Living tree cell membranes are made of a double layer of lipids (fats/oils) that contain the living portions of the cell. As temperature increases, membranes become more liquid (similar to heating butter and watching it melt). As temperatures increase, cells use two strategies to maintain life - one is to increase the saturated fat proportion in membranes and, the second is to increase structural proteins holding membranes together. As temperatures continue to climb, enzymes and structural proteins are inactivated or denatured. Respirational dead-ends and by-products produce toxic materials that are difficult to transport away or destroy, compartmentalize, or excrete. Tree cell death is the result.

Tolerance

The differences among trees to tolerating heat loads revolve around enzyme effectiveness and membrane health. The better enzymes and membranes can be protected from heat effects, the more effective the tree will be in dealing with large heat loads. Protection or deactivation of enzyme systems in trees are influenced by pH, solute levels in cells, protein concentrations, and protection mechanisms. The ability of a tree to continue functioning demonstrate tolerance mechanisms which are primarily genetically controlled, although each individual usually has a wide range of responses to heat stress.

Internal changes within the living tree as heat loading effects increase:

1. Decrease in photosynthesis (Ps) and increase in respiration (Rs).
2. Closing down of Ps (turn-over point for Ps and Rs = 95°F).
3. Closed stomates stop CO₂ capture and food production.
4. Major slowing of transpiration (loss of heat dissipation, increase of internal temperature, and transportation / absorption problems).
5. Increasing cell membrane leakage.
6. Continued physical water loss and dehydration.
7. Cell division and expansion inhibited, and growth regulation disrupted.
8. Tree starvation through rapid use of food reserves, inefficient food use, increased photo-respiration, and inability to call on reserves when and where needed.
9. Toxins generated (cell membrane releases and respiration problems) and deficiencies of elements and metabolites occur.
10. Membrane integrity loss and protein breakdown.
11. Local cell death, tissue lesions, and tissue death.

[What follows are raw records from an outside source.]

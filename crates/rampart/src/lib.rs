//! Rampart - attack-tree and threat-model diagram derivation and layout.
//!
//! Rampart turns a declarative YAML threat-model document into a directed
//! graph of facts, attacks, mitigations, goals, and boundaries, then
//! computes a layered left-to-right layout for it once the rendering surface
//! has measured its nodes.
//!
//! The rendering widget itself is external: anything implementing
//! [`surface::FlowSurface`] can host a diagram, and
//! [`surface::HeadlessSurface`] drives the pipeline without a widget at all.

pub mod config;
pub mod export;
pub mod graph;
pub mod layout;
pub mod surface;

mod error;

pub use rampart_core::{color, flow, geometry, identifier, model};

pub use error::RampartError;

use log::{debug, info};

use config::AppConfig;
use graph::ThreatGraph;
use layout::{LayoutEngine, LayoutOrchestrator};
use model::ThreatModel;
use surface::FlowSurface;

/// Builder for deriving and laying out Rampart diagrams.
///
/// This provides an API for processing threat-model documents through
/// validation, graph derivation, mounting, and layout orchestration.
///
/// # Examples
///
/// ```rust,no_run
/// use rampart::{DiagramBuilder, config::AppConfig};
///
/// let source = "\
/// title: Login service
/// facts:
///   - password-reuse: Users reuse passwords
/// goals:
///   - account-takeover:
///     from:
///       - password-reuse
/// ";
///
/// let builder = DiagramBuilder::new(AppConfig::default());
///
/// // Validate and normalize the document
/// let model = builder.parse(source)
///     .expect("Failed to parse");
///
/// // Derive the directed graph
/// let graph = builder.build_graph(&model)
///     .expect("Failed to build graph");
///
/// // Or use default config
/// let builder = DiagramBuilder::default();
/// ```
#[derive(Default)]
pub struct DiagramBuilder {
    config: AppConfig,
}

impl DiagramBuilder {
    /// Create a new diagram builder with the given configuration.
    pub fn new(config: AppConfig) -> Self {
        Self { config }
    }

    /// Returns the active configuration.
    pub fn config(&self) -> &AppConfig {
        &self.config
    }

    /// Parse and validate YAML source into a normalized threat model.
    ///
    /// # Errors
    ///
    /// Returns `RampartError::Document` carrying every diagnostic when the
    /// source is not valid YAML or violates the document schema. An invalid
    /// document never yields a partial model.
    pub fn parse(&self, source: &str) -> Result<ThreatModel, RampartError> {
        info!("Parsing threat-model document");

        let model = rampart_doc::decode_str(source)
            .map_err(|err| RampartError::new_document_error(err, source))?;

        debug!(entities = model.len(), title = model.title.as_str(); "Document parsed successfully");
        Ok(model)
    }

    /// Derive the directed graph from a validated model.
    ///
    /// When the layout configuration designates a root entity, its node gets
    /// the narrower root vertex size as an explicit layout hint.
    ///
    /// # Errors
    ///
    /// Returns `RampartError::Graph` on duplicate names or dangling origin
    /// references; construction aborts rather than producing a partial,
    /// misleading diagram.
    pub fn build_graph(&self, model: &ThreatModel) -> Result<ThreatGraph, RampartError> {
        info!("Deriving attack-tree graph");
        let mut graph = ThreatGraph::from_model(model)?;

        if let Some(root) = self.config.layout().root() {
            let hint = self.config.layout().root_node_size();
            if graph.set_layout_hint(root, hint) {
                debug!(root; "Applied root layout hint");
            } else {
                debug!(root; "Configured root entity not present in document");
            }
        }

        Ok(graph)
    }

    /// Mount a derived graph onto a rendering surface.
    ///
    /// Nodes are handed over at their default zero positions; the surface
    /// measures them asynchronously and the orchestrator commits final
    /// positions later.
    pub fn mount<S: FlowSurface>(&self, graph: &ThreatGraph, surface: &mut S) {
        surface.set_nodes(graph.flow_nodes());
        surface.set_edges(graph.flow_edges());
        debug!(
            nodes = graph.node_count(),
            edges = graph.edge_count();
            "Diagram mounted at default positions"
        );
    }

    /// Create the layout orchestrator for one diagram mount.
    ///
    /// The orchestrator is a one-shot controller; keep it alive for the
    /// mount's lifetime and call
    /// [`run`](layout::LayoutOrchestrator::run) on it once the surface
    /// exists.
    pub fn orchestrator(&self) -> LayoutOrchestrator<LayoutEngine> {
        LayoutOrchestrator::new(self.config.layout().engine())
            .with_policy(self.config.layout().poll_policy())
    }
}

    Treatments for heat stroke in trees include:

    1. Watering, sprinkling, and misting for improved water supply, reduction of tissue temperature, and lessening of the water vapor pressure deficit;
    2. Partial shading to reduce total incoming radiation but not filter photosynthetically active radiation;
    3. Reflection and dissipation of radiative heat using colorants and surface treatments around landscapes and on trees;
    4. Block or channel advected heat away from trees and soils;
    5. Use of low-density, organic, surface covers, mulches or composted materials which minimize water loss, do not add to heat loading on-site, and do not prevent oxygen movement to roots;
    6. Cessation of any nitrogen fertilizer applications in or around trees, and resumption only after full leaf expansion in the next growing season;
    7. Prevent or minimize any soil active / osmotically active soil additions which increase salt index or utilize soil water for dilution or activation;
    8. Be cautious of pesticide applications (active ingredients, carriers, wetting agents, and surface adherence) performance under hot temperatures and with damaged trees;
    9. Minimize green-wood pruning (trade-offs between wounding responses, transpiration loads, and food storage reserve availability.);
    10. Utilization of well-designed and constructed active shade structures in the landscape like arbors and trellises; and
    11. Establish better tree-literate design and maintenance practices which deal with heat problems and monitor other stresses.  (treat causes not symptoms!).